• Industry

Madeline Anderson, First Black Woman to Direct a Televised Documentary Film

Born in 1923 in Lancaster, Pennsylvania, Madeline Anderson loved her weekly visits to the movie theater but was upset that she never saw Black people she could relate to on the screen. When she graduated from high school in 1945, she entered Millersville State Teacher’s College, where she was the only Black student, but dropped out after one year having suffered constant harassment. After that, she worked in a factory for two years to raise enough money to move to New York, where she received a partial scholarship at NYU and earned a bachelor’s degree in psychology.

Anderson wanted to break into the film industry and got a job as a live-in babysitter for Richard Leacock, a British documentary filmmaker. This turned out to be a most productive move: Leacock offered her a job as a production manager at his company, Andover Productions, which was an excellent learning opportunity. She worked on science films for MIT and on a documentary series for NBC about Leonard Bernstein’s travels in Europe.

She left Andover in 1959 and found work freelancing as a script supervisor and assistant editor. It was extremely difficult to break into the industry. The all-too-familiar Catch-22 was that you couldn’t get a job unless you were a union member, but you couldn’t join the union until you got a job. The nepotism of the male-dominated unions forced her to take non-union jobs, eventually getting into the New York editors union after threatening to sue.

Anderson originally began filming what became Integration Report One in 1959 at a Brooklyn demonstration. This film about civil rights featured many influential icons of the movement, such as Martin Luther King, Jr., Andrew Young and Maya Angelou. After completing the film in 1960, she had trouble getting it distributed so she showed it at churches and colleges. The film was supposed to continue to include parts Two and Three, which would have documented the civil rights movement as it unfolded, but she couldn’t find the funding to do so. She did receive an accolade for the original film later when in 2015 the National Museum of African American History and Culture recognized it as the first documentary film directed by an African American woman.

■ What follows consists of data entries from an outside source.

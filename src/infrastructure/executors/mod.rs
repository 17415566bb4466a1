//! Executor adapters.

pub mod mock;

pub use mock::{MockBehavior, MockExecutor};
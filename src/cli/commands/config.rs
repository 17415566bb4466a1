//! `taskhive config`: show and validate configuration.

use anyhow::{Context, Result};
use clap::{Args, Subcommand};

use crate::domain::models::Config;

#[derive(Args)]
pub struct ConfigArgs {
    #[command(subcommand)]
    pub command: ConfigCommands,
}

#[derive(Subcommand)]
pub enum ConfigCommands {
    /// Print the effective merged configuration
    Show,
    /// Load and validate configuration, reporting the first problem found
    Validate,
}

pub async fn execute(args: ConfigArgs, config: Config, json: bool) -> Result<()> {
    match args.command {
        ConfigCommands::Show => {
            if json {
                println!("{}", serde_json::to_string_pretty(&config)?);
            } else {
                let yaml =
                    serde_yaml::to_string(&config).context("Failed to serialize configuration")?;
                print!("{yaml}");
            }
        }
        ConfigCommands::Validate => {
            // Loading already validated; report success.
            if json {
                println!("{}", serde_json::json!({"valid": true}));
            } else {
                println!("Configuration is valid");
            }
        }
    }
    Ok(())
}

She got a job at a PBS station as a staff editor for Black Journal, producing and directing A Tribute to Malcolm X in 1969. She also filmed I Am Somebody in 1970, making her the first Black woman to produce and direct a televised documentary. This film, about a strike by 400 Black women at the Medical College Hospital at the University of South Carolina, got no funding from TV networks but was ultimately funded by the union on strike.

 

From 1963 to 1968, she was an associate producer, writer and editor for NET, which later became WNET. In 1965, she became film editor, writer, and producer/director for the Emmy-winning Black Journal series. For the first year, she was the only Black woman on staff. At the Children’s Television Workshop from 1970 to 1975, she was an in-house producer/director and supervising film editor for Sesame Street and The Electric Company. She is the first Black woman to have produced and directed a syndicated TV series.

In 1975, Anderson formed her own production company, Onyx Productions. She made films for the New Jersey Board of Higher Education, as well as The Walls Came Tumbling Down, about a Missouri public housing project.

In 1978, she became the executive producer for The Infinity Factory on PBS and was the first Black woman producer to have a nationally broadcast series. She was a senior producer on the Arabic Literacy series Al Manahil in 1987.

The National Museum of African American History and Culture recognized her 1960 documentary Integration Report One as the First to Be Directed by an American Black Woman.

 

Madeline Anderson was inducted into the Black Filmmakers Hall of Fame in 1992.

Her films remain relevant, airing at film festivals and colleges, and can be found online. In a career of “firsts”, Madeline fought for her dream of becoming a filmmaker, aiming to change the stereotypes she had seen in the movies of her youth, and breaking down barriers to help the dreamers who came behind her to succeed.